Long runtime feature-classifier classify-sklearn

Guillaume · November 8, 2021, 2:52pm

Dear everyone,

I'm trying to run a taxonomic classification with feature-classifier classify-sklearn, thank to the silva database, and I encounter long runtime issues.

For example, I'm currently testing on a subset of 8 first sequences coming from the "moving picture" tutorial (from file rep-seqs.qza), and it has been running for more than 3 hours without success. I have 8 cpus and 32Gb of RAM available and all ressources are used non-stop without any errors.

here is the command I used :

qiime feature-classifier classify-sklearn \
--i-classifier /home/qiime2/tutorial/silva-138-99-515-806-nb-classifier_qiime.qza \
--i-reads /home/qiime2/tutorial/sequence_table_subset_8ASV.qza \
--o-classification /home/qiime2/tutorial/taxonomy_silva.qza \
--p-n-jobs -1

I understand from this benchmark that it should take that long : benchmark `classify-sklearn` parallelization · Issue #97 · qiime2/q2-feature-classifier · GitHub

I'm not sure where to look for to know what the problem could be, any advice would be very helpful !

Thank you in advance for your help,

Guillaume

Keegan-Evans · November 9, 2021, 12:22am

@Guillaume,

It sounds like the job is running but taking a long time? It is hard to give an exact estimate how long it will take to run a particular job on given machine.

Setting --p-n-jobs -1 seems like the best way to ensure that the job will run as quickly as possible, however it can can actually cause things to run slower. You may want to try setting --p-n-jobs to -2 or -3 and see if this helps things.

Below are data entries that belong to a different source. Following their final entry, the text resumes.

use crate::host::tree::ElementHandle;

/// Convenience result type used across coachmark.
pub type CoachmarkResult<T> = Result<T, CoachmarkError>;

/// Top-level error taxonomy used by overlay APIs.
#[derive(thiserror::Error, Debug)]
pub enum CoachmarkError {
    /// Invalid user-provided scene or configuration data, rejected at construction time.
    #[error("validation error: {0}")]
    Validation(String),

    /// An anchor was set to the overlay's own container element.
    #[error("anchor {0:?} is the overlay container")]
    AnchorIsContainer(ElementHandle),

    /// The anchor element of a scene is detached from the host tree.
    #[error("scene {index} unavailable: element {element:?} is detached")]
    SceneUnavailable {
        /// Queue index of the scene that could not be resolved.
        index: usize,
        /// The detached element.
        element: ElementHandle,
    },

    /// The placement state engine ran past its transition budget.
    #[error("solver error: {0}")]
    Solver(String),

    /// The host tree answered inconsistently (for example a parent cycle).
    #[error("host error: {0}")]
    Host(String),

    /// Errors when serializing or deserializing scripts and configuration.
    #[error("serialization error: {0}")]
    Serde(String),

    /// Wrapped lower-level error from dependencies or IO.
    #[error(transparent)]
    Other(#[from] anyhow::Error),
}

impl CoachmarkError {
    /// Build a [`CoachmarkError::Validation`] value.
    pub fn validation(msg: impl Into<String>) -> Self {
        Self::Validation(msg.into())
    }

    /// Build a [`CoachmarkError::Solver`] value.
    pub fn solver(msg: impl Into<String>) -> Self {
        Self::Solver(msg.into())
    }

    /// Build a [`CoachmarkError::Host`] value.
    pub fn host(msg: impl Into<String>) -> Self {
        Self::Host(msg.into())
    }

    /// Build a [`CoachmarkError::Serde`] value.
    pub fn serde(msg: impl Into<String>) -> Self {
        Self::Serde(msg.into())
    }

    /// Whether the tutorial may keep going after this error.
    ///
    /// Only a detached anchor is recoverable: the host can skip to the next scene or abort.
    pub fn is_recoverable(&self) -> bool {
        matches!(self, Self::SceneUnavailable { .. })
    }
}

#[cfg(test)]
#[path = "../../tests/unit/foundation/error.rs"]
mod tests;
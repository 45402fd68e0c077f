use crate::{
    animation::fade::Ease,
    foundation::core::Rgba8,
    foundation::error::{CoachmarkError, CoachmarkResult},
};

/// Sequencer-wide defaults.
#[derive(Clone, Debug, PartialEq, serde::Serialize, serde::Deserialize)]
#[serde(default)]
pub struct OverlayConfig {
    /// Label background used by scenes without an explicit color.
    pub default_label_color: Rgba8,
    /// Label text used when the text is reset.
    pub default_label_text: String,
    /// Easing curve for fade-in and fade-out.
    pub fade_ease: Ease,
    /// Fade length used by callers that do not pick one (the CLI, scripts).
    pub default_fade_ms: i64,
}

impl Default for OverlayConfig {
    fn default() -> Self {
        Self {
            default_label_color: Rgba8::new(0x21, 0x21, 0x21, 0xe6),
            default_label_text: "Tap anywhere to continue.".to_string(),
            fade_ease: Ease::OutQuad,
            default_fade_ms: 250,
        }
    }
}

impl OverlayConfig {
    /// Check field ranges.
    pub fn validate(&self) -> CoachmarkResult<()> {
        if self.default_fade_ms < 0 {
            return Err(CoachmarkError::validation("default_fade_ms must be >= 0"));
        }
        Ok(())
    }
}

#[cfg(test)]
#[path = "../../tests/unit/overlay/config.rs"]
mod tests;
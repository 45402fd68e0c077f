use std::collections::BTreeMap;

use crate::foundation::core::{Rect, Size, Vec2, Viewport};
use crate::host::tree::{ElementHandle, ElementTree, ElementVisibility};

const DEFAULT_GLYPH_ADVANCE: f64 = 8.0;
const DEFAULT_LINE_HEIGHT: f64 = 16.0;

/// One element held by a [`MemoryTree`].
#[derive(Clone, Debug, PartialEq)]
pub struct MemoryElement {
    /// Laid-out rectangle.
    pub rect: Rect,
    /// Own transform scale.
    pub scale: Vec2,
    /// Containing element.
    pub parent: Option<ElementHandle>,
    /// Reported visibility.
    pub visibility: ElementVisibility,
}

impl MemoryElement {
    /// A visible, unscaled element.
    pub fn new(rect: Rect, parent: Option<ElementHandle>) -> Self {
        Self {
            rect,
            scale: Vec2::new(1.0, 1.0),
            parent,
            visibility: ElementVisibility::Visible,
        }
    }
}

/// In-memory [`ElementTree`] for tests, scripts, and headless replay.
///
/// Labels are measured with a fixed glyph advance and line height; text wraps per character
/// once a line would exceed the wrap width.
#[derive(Clone, Debug)]
pub struct MemoryTree {
    viewport: Viewport,
    elements: BTreeMap<ElementHandle, MemoryElement>,
    next_id: u64,
    glyph_advance: f64,
    line_height: f64,
}

impl MemoryTree {
    /// Create an empty tree over `viewport`.
    pub fn new(viewport: Viewport) -> Self {
        Self {
            viewport,
            elements: BTreeMap::new(),
            next_id: 1,
            glyph_advance: DEFAULT_GLYPH_ADVANCE,
            line_height: DEFAULT_LINE_HEIGHT,
        }
    }

    /// Override the label metrics used by [`ElementTree::measure_label`].
    pub fn with_glyph_metrics(mut self, glyph_advance: f64, line_height: f64) -> Self {
        self.glyph_advance = glyph_advance.max(0.0);
        self.line_height = line_height.max(0.0);
        self
    }

    /// Add a visible, unscaled element.
    pub fn insert(&mut self, rect: Rect, parent: Option<ElementHandle>) -> ElementHandle {
        self.insert_element(MemoryElement::new(rect, parent))
    }

    /// Add a fully specified element.
    pub fn insert_element(&mut self, element: MemoryElement) -> ElementHandle {
        let handle = ElementHandle(self.next_id);
        self.next_id += 1;
        self.elements.insert(handle, element);
        handle
    }

    /// Borrow an element.
    pub fn element(&self, el: ElementHandle) -> Option<&MemoryElement> {
        self.elements.get(&el)
    }

    /// Mutably borrow an element.
    pub fn element_mut(&mut self, el: ElementHandle) -> Option<&mut MemoryElement> {
        self.elements.get_mut(&el)
    }

    /// Move or resize an element. Returns `false` for unknown handles.
    pub fn set_rect(&mut self, el: ElementHandle, rect: Rect) -> bool {
        self.element_mut(el).map(|e| e.rect = rect).is_some()
    }

    /// Change an element's own scale. Returns `false` for unknown handles.
    pub fn set_scale(&mut self, el: ElementHandle, scale: Vec2) -> bool {
        self.element_mut(el).map(|e| e.scale = scale).is_some()
    }

    /// Change an element's visibility. Returns `false` for unknown handles.
    pub fn set_visibility(&mut self, el: ElementHandle, visibility: ElementVisibility) -> bool {
        self.element_mut(el)
            .map(|e| e.visibility = visibility)
            .is_some()
    }

    /// Mark an element as removed from the tree.
    pub fn detach(&mut self, el: ElementHandle) -> bool {
        self.set_visibility(el, ElementVisibility::Detached)
    }

    /// Resize the viewport, e.g. after a rotation.
    pub fn set_viewport(&mut self, viewport: Viewport) {
        self.viewport = viewport;
    }
}

impl ElementTree for MemoryTree {
    fn viewport(&self) -> Viewport {
        self.viewport
    }

    fn element_rect(&self, el: ElementHandle) -> Option<Rect> {
        self.elements
            .get(&el)
            .filter(|e| e.visibility != ElementVisibility::Detached)
            .map(|e| e.rect)
    }

    fn element_scale(&self, el: ElementHandle) -> Vec2 {
        self.elements
            .get(&el)
            .map(|e| e.scale)
            .unwrap_or_else(|| Vec2::new(1.0, 1.0))
    }

    fn element_parent(&self, el: ElementHandle) -> Option<ElementHandle> {
        self.elements.get(&el).and_then(|e| e.parent)
    }

    fn element_visibility(&self, el: ElementHandle) -> ElementVisibility {
        self.elements
            .get(&el)
            .map(|e| e.visibility)
            .unwrap_or(ElementVisibility::Detached)
    }

    fn measure_label(&self, text: &str, wrap_width: u32) -> Size {
        let glyphs = text.chars().count();
        let full_w = glyphs as f64 * self.glyph_advance;
        if wrap_width == 0 || full_w <= f64::from(wrap_width) || self.glyph_advance <= 0.0 {
            return Size::new(full_w, self.line_height);
        }
        let per_line = ((f64::from(wrap_width) / self.glyph_advance).floor() as usize).max(1);
        let lines = glyphs.div_ceil(per_line);
        Size::new(
            per_line as f64 * self.glyph_advance,
            lines as f64 * self.line_height,
        )
    }
}

#[cfg(test)]
#[path = "../../tests/unit/host/memory.rs"]
mod tests;
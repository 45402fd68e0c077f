//! # Coachmark guide
//!
//! A short tour of how an overlay goes from a scene list to a label on screen.
//!
//! ## Core concepts
//!
//! - [`Scene`](crate::Scene): label text plus an anchor, either a host element or a
//!   [`ManualRect`](crate::ManualRect) validated against the viewport
//! - [`Sequencer`](crate::Sequencer): owns the scene queue, the cursor and the logical visibility
//! - [`ElementTree`](crate::ElementTree): read-only view of the host layout (rects, scale, parents)
//! - [`RenderSink`](crate::RenderSink): where frames, fades and visibility commits go
//!
//! [`MemoryTree`](crate::MemoryTree) and [`RecordingSink`](crate::RecordingSink) implement the two
//! host traits in memory and back the tests and the `coachmark` CLI.
//!
//! ## Placement
//!
//! [`solve_placement`](crate::solve_placement) works in whole pixels. Tall targets try the Y axis
//! first, everything else tries X first:
//!
//! | axis | first choice | second choice | cross position |
//! |------|--------------|---------------|----------------|
//! | X | right of target | left of target | vertically centered |
//! | Y | above target | below target | horizontally centered |
//!
//! A failed axis retries the other axis once. If both fail the label goes above the target,
//! centered, with no bounds check ([`Side::Fallback`](crate::Side::Fallback)). The engine never
//! takes more than [`TRANSITION_BUDGET`](crate::TRANSITION_BUDGET) steps.
//!
//! [`place_label`](crate::place_label) then compensates for a scaled anchor: along the placement
//! axis the label moves by `size * (1 - scale) * 2`, away from the target when the scale shrinks.
//!
//! ## Sequencing
//!
//! The sequencer has two states, `Hidden` and `Visible(cursor)`.
//!
//! 1. `advance` from `Hidden` rewinds to scene 0, renders it and fades in
//! 2. `advance` while visible renders the next scene in place, without another fade
//! 3. `advance` after the last scene hides the overlay and returns
//!    [`Advance::Finished`](crate::Advance::Finished)
//!
//! Hiding with a fade reports a [`PendingCommit`](crate::PendingCommit). The host calls
//! [`Sequencer::commit`](crate::Sequencer::commit) with its token when the timer fires; if the
//! overlay was shown again in between, the token is stale and the commit does nothing.
//!
//! A scene whose anchor has been detached still moves the cursor and returns
//! [`CoachmarkError::SceneUnavailable`](crate::CoachmarkError::SceneUnavailable). Advance again to
//! skip it or hide to abort.
//!
//! ## Scripts
//!
//! [`TutorialScript`](crate::TutorialScript) describes a host fixture and a scene list in JSON.
//! `coachmark replay --in script.json` runs one through a full pass and prints every sink event.
use super::*;

#[test]
fn display_prefixes_are_stable() {
    assert!(
        CoachmarkError::validation("x")
            .to_string()
            .contains("validation error:")
    );
    assert!(
        CoachmarkError::solver("x")
            .to_string()
            .contains("solver error:")
    );
    assert!(CoachmarkError::host("x").to_string().contains("host error:"));
    assert!(
        CoachmarkError::serde("x")
            .to_string()
            .contains("serialization error:")
    );
}

#[test]
fn only_detached_anchor_is_recoverable() {
    let detached = CoachmarkError::SceneUnavailable {
        index: 2,
        element: ElementHandle(7),
    };
    assert!(detached.is_recoverable());
    assert!(detached.to_string().contains("scene 2"));
    assert!(!CoachmarkError::AnchorIsContainer(ElementHandle(1)).is_recoverable());
    assert!(!CoachmarkError::solver("budget").is_recoverable());
}

#[test]
fn other_preserves_source() {
    let base = std::io::Error::other("boom");
    let err = CoachmarkError::Other(anyhow::Error::new(base));
    assert!(err.to_string().contains("boom"));
}
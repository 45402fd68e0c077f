use std::path::PathBuf;

use anyhow::Context as _;
use clap::{Parser, Subcommand};

#[derive(Parser, Debug)]
#[command(name = "coachmark", version)]
struct Cli {
    #[command(subcommand)]
    cmd: Command,
}

#[derive(Subcommand, Debug)]
enum Command {
    /// Solve one label placement and print it as JSON.
    Place(PlaceArgs),
    /// Run a tutorial script against its host fixture and print every sink event.
    Replay(ReplayArgs),
}

#[derive(Parser, Debug)]
struct PlaceArgs {
    /// Target rectangle as `x,y,w,h`.
    #[arg(long, value_parser = parse_list::<4>, allow_hyphen_values = true)]
    target: [f64; 4],

    /// Label size as `w,h`.
    #[arg(long, value_parser = parse_list::<2>)]
    label: [f64; 2],

    /// Viewport size as `w,h`.
    #[arg(long, value_parser = parse_list::<2>)]
    viewport: [f64; 2],

    /// Inherited target scale as `sx,sy`.
    #[arg(long, value_parser = parse_list::<2>, default_value = "1,1")]
    scale: [f64; 2],
}

#[derive(Parser, Debug)]
struct ReplayArgs {
    /// Input tutorial script JSON.
    #[arg(long = "in")]
    in_path: PathBuf,

    /// Number of advances (defaults to one full pass: scenes + 1).
    #[arg(long)]
    steps: Option<usize>,

    /// Fade length in milliseconds (defaults to the script's `default_fade_ms`).
    #[arg(long, allow_hyphen_values = true)]
    fade_ms: Option<i64>,

    /// Log sequencer decisions to stderr.
    #[arg(long)]
    verbose: bool,
}

fn main() -> anyhow::Result<()> {
    let cli = Cli::parse();
    match cli.cmd {
        Command::Place(args) => cmd_place(args),
        Command::Replay(args) => cmd_replay(args),
    }
}

fn parse_list<const N: usize>(s: &str) -> Result<[f64; N], String> {
    let parts = s
        .split(',')
        .map(|p| p.trim().parse::<f64>().map_err(|e| format!("'{p}': {e}")))
        .collect::<Result<Vec<_>, _>>()?;
    <[f64; N]>::try_from(parts)
        .map_err(|v| format!("expected {N} comma-separated numbers, got {}", v.len()))
}

fn cmd_place(args: PlaceArgs) -> anyhow::Result<()> {
    let [x, y, w, h] = args.target;
    let req = coachmark::PlacementRequest {
        target: coachmark::Rect::new(x, y, x + w, y + h),
        label: coachmark::Size::new(args.label[0], args.label[1]),
        viewport: coachmark::Size::new(args.viewport[0], args.viewport[1]),
    };
    let scale = coachmark::Vec2::new(args.scale[0], args.scale[1]);
    let placement = coachmark::place_label(&req, scale)?;
    println!("{}", serde_json::to_string(&placement)?);
    Ok(())
}

fn cmd_replay(args: ReplayArgs) -> anyhow::Result<()> {
    let level = if args.verbose {
        tracing::Level::DEBUG
    } else {
        tracing::Level::WARN
    };
    tracing_subscriber::fmt()
        .with_writer(std::io::stderr)
        .with_max_level(level)
        .init();

    let script = coachmark::TutorialScript::from_path(&args.in_path)
        .with_context(|| format!("read tutorial script '{}'", args.in_path.display()))?;
    let fade_ms = args.fade_ms.unwrap_or(script.config.default_fade_ms);
    let coachmark::LoadedScript {
        tree,
        mut sequencer,
        ..
    } = script.load().with_context(|| "load tutorial script")?;

    let steps = args.steps.unwrap_or(sequencer.scenes().len() + 1);
    let mut sink = coachmark::RecordingSink::new();
    for step in 0..steps {
        match sequencer.advance(&tree, &mut sink, fade_ms) {
            Ok(outcome) => println!("{}", serde_json::to_string(&outcome)?),
            Err(err) if err.is_recoverable() => eprintln!("step {step}: {err}; skipping"),
            Err(err) => return Err(err).with_context(|| format!("advance step {step}")),
        }
        for pending in sink.take_pending() {
            sequencer.commit(&mut sink, pending.token)?;
        }
        for event in sink.events() {
            println!("{}", serde_json::to_string(event)?);
        }
        sink.clear();
    }
    Ok(())
}
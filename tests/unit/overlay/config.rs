use super::*;

#[test]
fn missing_fields_take_defaults() {
    let cfg: OverlayConfig =
        serde_json::from_str(r##"{ "default_label_color": "#ff0000" }"##).unwrap();
    assert_eq!(cfg.default_label_color, Rgba8::opaque(0xff, 0, 0));
    assert_eq!(cfg.default_fade_ms, OverlayConfig::default().default_fade_ms);
    assert_eq!(cfg.fade_ease, Ease::OutQuad);
    cfg.validate().unwrap();
}

#[test]
fn negative_fade_is_rejected() {
    let cfg = OverlayConfig {
        default_fade_ms: -1,
        ..OverlayConfig::default()
    };
    assert!(cfg.validate().is_err());
}
pub mod fade;
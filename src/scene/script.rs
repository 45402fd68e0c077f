use std::collections::BTreeMap;
use std::fs::File;
use std::io::BufReader;
use std::path::Path;

use crate::{
    foundation::core::{Rect, Rgba8, Vec2, Viewport},
    foundation::error::{CoachmarkError, CoachmarkResult},
    host::memory::{MemoryElement, MemoryTree},
    host::tree::{ElementHandle, ElementVisibility},
    overlay::config::OverlayConfig,
    overlay::sequencer::Sequencer,
    scene::model::{LabelBackground, ManualRect, Scene},
};

/// A tutorial described as JSON: configuration, a headless host fixture, and the scene list.
///
/// ```json
/// {
///   "config": { "default_label_color": "#202020e0" },
///   "host": {
///     "viewport": { "width": 400, "height": 800 },
///     "container": "overlay",
///     "elements": [
///       { "name": "root", "rect": { "x": 0, "y": 0, "width": 400, "height": 800 } },
///       { "name": "overlay", "rect": { "x": 0, "y": 0, "width": 400, "height": 800 }, "parent": "root" },
///       { "name": "save", "rect": { "x": 20, "y": 20, "width": 60, "height": 20 }, "parent": "root" }
///     ]
///   },
///   "scenes": [
///     { "label": "Saves your work", "anchor": { "element": "save" } },
///     { "label": "Free space", "anchor": { "rect": { "x": 100, "y": 300, "width": 50, "height": 50 } } }
///   ]
/// }
/// ```
#[derive(Clone, Debug, serde::Serialize, serde::Deserialize)]
pub struct TutorialScript {
    /// Sequencer defaults.
    #[serde(default)]
    pub config: OverlayConfig,
    /// Host fixture the scenes refer to by element name.
    pub host: HostFixture,
    /// Scenes in queue order.
    #[serde(default)]
    pub scenes: Vec<SceneSpec>,
}

/// In-memory host described by name.
#[derive(Clone, Debug, serde::Serialize, serde::Deserialize)]
pub struct HostFixture {
    /// Viewport size.
    pub viewport: Viewport,
    /// Name of the overlay's own container element.
    pub container: String,
    /// Elements; a parent must be listed before its children.
    #[serde(default)]
    pub elements: Vec<ElementSpec>,
    /// Label glyph advance override.
    #[serde(default)]
    pub glyph_advance: Option<f64>,
    /// Label line height override.
    #[serde(default)]
    pub line_height: Option<f64>,
}

/// One named element of a [`HostFixture`].
#[derive(Clone, Debug, serde::Serialize, serde::Deserialize)]
pub struct ElementSpec {
    /// Unique element name.
    pub name: String,
    /// Laid-out rectangle.
    pub rect: RectSpec,
    /// Own scale.
    #[serde(default = "unit_scale")]
    pub scale: Vec2,
    /// Name of the containing element.
    #[serde(default)]
    pub parent: Option<String>,
    /// Reported visibility.
    #[serde(default)]
    pub visibility: ElementVisibility,
}

/// Rectangle as origin plus size.
#[derive(Clone, Copy, Debug, PartialEq, serde::Serialize, serde::Deserialize)]
pub struct RectSpec {
    /// Left edge.
    pub x: f64,
    /// Top edge.
    pub y: f64,
    /// Width.
    pub width: f64,
    /// Height.
    pub height: f64,
}

impl From<RectSpec> for Rect {
    fn from(r: RectSpec) -> Self {
        Rect::new(r.x, r.y, r.x + r.width, r.y + r.height)
    }
}

/// One scene of a [`TutorialScript`].
#[derive(Clone, Debug, serde::Serialize, serde::Deserialize)]
pub struct SceneSpec {
    /// Label text.
    pub label: String,
    /// Element name or manual rectangle.
    pub anchor: AnchorSpec,
    /// Label wrap width (`0` means unconstrained).
    #[serde(default)]
    pub max_label_width: u32,
    /// Label background; absent means the configured default.
    #[serde(default)]
    pub background: Option<Rgba8>,
}

/// Scene anchor as written in JSON.
#[derive(Clone, Debug, serde::Serialize, serde::Deserialize)]
#[serde(rename_all = "snake_case")]
pub enum AnchorSpec {
    /// `{ "element": "name" }`
    Element(String),
    /// `{ "rect": { "x", "y", "width", "height" } }`
    Rect(ManualRect),
}

fn unit_scale() -> Vec2 {
    Vec2::new(1.0, 1.0)
}

/// A script turned into live objects.
#[derive(Debug)]
pub struct LoadedScript {
    /// The host fixture.
    pub tree: MemoryTree,
    /// Element handles by fixture name.
    pub names: BTreeMap<String, ElementHandle>,
    /// Hidden sequencer holding every scene.
    pub sequencer: Sequencer,
}

impl TutorialScript {
    /// Parse a script from a JSON reader.
    pub fn from_reader<R: std::io::Read>(r: R) -> CoachmarkResult<Self> {
        serde_json::from_reader(r)
            .map_err(|e| CoachmarkError::serde(format!("parse tutorial script JSON: {e}")))
    }

    /// Parse a script from a JSON string.
    pub fn from_json_str(s: &str) -> CoachmarkResult<Self> {
        Self::from_reader(s.as_bytes())
    }

    /// Parse a script from a JSON file on disk.
    pub fn from_path(path: impl AsRef<Path>) -> CoachmarkResult<Self> {
        let path = path.as_ref();
        let f = File::open(path).map_err(|e| {
            CoachmarkError::Other(
                anyhow::Error::new(e)
                    .context(format!("open tutorial script '{}'", path.display())),
            )
        })?;
        Self::from_reader(BufReader::new(f))
    }

    /// Build the host fixture and a sequencer holding every scene.
    ///
    /// Scenes go through the same construction checks as programmatic scenes.
    pub fn load(&self) -> CoachmarkResult<LoadedScript> {
        let host = &self.host;
        let viewport = Viewport::new(host.viewport.width, host.viewport.height)?;
        let mut tree = MemoryTree::new(viewport);
        if let (Some(advance), Some(line)) = (host.glyph_advance, host.line_height) {
            tree = tree.with_glyph_metrics(advance, line);
        }

        let mut names = BTreeMap::<String, ElementHandle>::new();
        for spec in &host.elements {
            if names.contains_key(&spec.name) {
                return Err(CoachmarkError::validation(format!(
                    "duplicate element name '{}'",
                    spec.name
                )));
            }
            let parent = match &spec.parent {
                None => None,
                Some(p) => Some(lookup(&names, p, "parent")?),
            };
            let handle = tree.insert_element(MemoryElement {
                rect: spec.rect.into(),
                scale: spec.scale,
                parent,
                visibility: spec.visibility,
            });
            names.insert(spec.name.clone(), handle);
        }

        let container = lookup(&names, &host.container, "container")?;
        let mut sequencer = Sequencer::new(container, self.config.clone())?;
        for (idx, spec) in self.scenes.iter().enumerate() {
            let scene = match &spec.anchor {
                AnchorSpec::Element(name) => {
                    Scene::anchored(spec.label.clone(), lookup(&names, name, "anchor")?)
                }
                AnchorSpec::Rect(rect) => Scene::manual(spec.label.clone(), *rect, viewport)
                    .map_err(|e| CoachmarkError::validation(format!("scene {idx}: {e}")))?,
            }
            .with_max_label_width(spec.max_label_width)
            .with_background(LabelBackground::from(spec.background));
            sequencer.add_scene(scene)?;
        }

        Ok(LoadedScript {
            tree,
            names,
            sequencer,
        })
    }
}

fn lookup(
    names: &BTreeMap<String, ElementHandle>,
    name: &str,
    role: &str,
) -> CoachmarkResult<ElementHandle> {
    names
        .get(name)
        .copied()
        .ok_or_else(|| CoachmarkError::validation(format!("unknown {role} element '{name}'")))
}

#[cfg(test)]
#[path = "../../tests/unit/scene/script.rs"]
mod tests;
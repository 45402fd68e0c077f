pub mod config;
pub mod sequencer;
pub mod state;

You could also play with --p-reads-per-batch. By default it is set at 20000 or #of-query-sequences/n-jobs, which ever is less, but you can play with setting this manually.

Long runtimes unfortunately are part of using classify-sklearn and it sounds like that is what you are encountering

Guillaume · November 9, 2021, 11:09am

Hi Keegan,

Thank you very much for your help!

Unfortunately I had already been testing several combination for --p-n-jobs and --p-reads-per-batch without much success.

My run for analysing 8 sequences has now been running for more than 24h, I'm not sure if I should expect it to end at some point.

I have tested with only 2 sequences, it took 10mn, with 4 sequences it took 4 hours, it seems like there is some sort of unexpected exponential runtime explosion with the number of query sequences.

I don't know if three is any relation with this problem but previously I had a space disk error, which was solved by doing :
export TMPDIR='/home/qiime2/tmp'
export JOBLIB_TEMP_FOLDER='/home/qiime2/tmp'

(I'm working on an AWS instance with the latest QIIME2 AMI)

Keegan-Evans · November 9, 2021, 10:19pm

@Guillaume,

Can you try running it again with --p-n-jobs 1? Each job takes 4-8 GB of RAM just to load the SILVA classifier, meaning that with all 8(or even 7) cores running a job, you are going to end up with a lot of RAM being used/some kind memory error occurring. Though it is strange that the process is not being killed and the error reported

If this doesn't help things, try running it locally instead of on AWS, it should not be taking that long.

Guillaume · November 19, 2021, 9:52am

Sorry for my late response.
I've tried with --p-n-jobs 1 and it seems to work. Indeed it seems like a ram problem when too many cpus are used
thanks a lot for your help !

Keegan-Evans · November 19, 2021, 2:44pm

@Guillaume,

Of course! Glad it work for you!

system · December 20, 2021, 8:45pm

This topic was automatically closed 31 days after the last reply. New replies are no longer allowed.